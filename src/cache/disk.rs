use bytes::Bytes;
use fjall::{Config, Keyspace, PartitionCreateOptions, PartitionHandle};
use std::path::Path;
use std::sync::atomic::{AtomicBool, Ordering};
use tracing::{debug, info};

use super::store::{CacheError, CacheStore, Result};
use crate::task::Locator;

/// Disk-backed cache store on a Fjall keyspace
///
/// Layout: one partition, locator (UTF-8 bytes) → raw body. A single
/// `insert` is atomic per key, so readers see either the old or the new
/// body.
pub struct FjallCacheStore {
    keyspace: Keyspace,
    entries: PartitionHandle,
    closed: AtomicBool,
}

impl FjallCacheStore {
    /// Open or create a cache at `path`, storing bodies in `partition`
    pub fn open<P: AsRef<Path>>(path: P, partition: &str) -> Result<Self> {
        info!(path = %path.as_ref().display(), partition, "Opening disk cache");

        let keyspace = Config::new(path).open()?;
        let entries = keyspace.open_partition(partition, PartitionCreateOptions::default())?;

        Ok(Self {
            keyspace,
            entries,
            closed: AtomicBool::new(false),
        })
    }

    fn ensure_open(&self) -> Result<()> {
        if self.closed.load(Ordering::Acquire) {
            return Err(CacheError::Closed);
        }
        Ok(())
    }

    /// The store only counts as closed once `flush` succeeded; a failed
    /// flush leaves it open so a later `close` tries again.
    fn close_with(&self, flush: impl FnOnce() -> Result<()>) -> Result<()> {
        if self.closed.load(Ordering::Acquire) {
            return Ok(());
        }
        flush()?;
        self.closed.store(true, Ordering::Release);
        info!("Disk cache closed");
        Ok(())
    }
}

impl CacheStore for FjallCacheStore {
    fn get(&self, key: &Locator) -> Result<Option<Bytes>> {
        self.ensure_open()?;
        Ok(self
            .entries
            .get(key.as_str().as_bytes())?
            .map(|slice| Bytes::copy_from_slice(&slice)))
    }

    fn put(&self, key: &Locator, value: Bytes) -> Result<()> {
        self.ensure_open()?;
        self.entries.insert(key.as_str().as_bytes(), value.as_ref())?;
        debug!(locator = %key, bytes = value.len(), "Cache entry written");
        Ok(())
    }

    fn remove(&self, key: &Locator) -> Result<()> {
        self.ensure_open()?;
        self.entries.remove(key.as_str().as_bytes())?;
        Ok(())
    }

    /// Flush the journal to disk and refuse further access
    fn close(&self) -> Result<()> {
        self.close_with(|| Ok(self.keyspace.persist(fjall::PersistMode::SyncAll)?))
    }
}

•••

Directions
Whenever the string "entries" turns up in a line of the data, copy that line.

Response area
    entries: PartitionHandle,
        let entries = keyspace.open_partition(partition, PartitionCreateOptions::default())?;
            entries,
            .entries
        self.entries.insert(key.as_str().as_bytes(), value.as_ref())?;
        self.entries.remove(key.as_str().as_bytes())?;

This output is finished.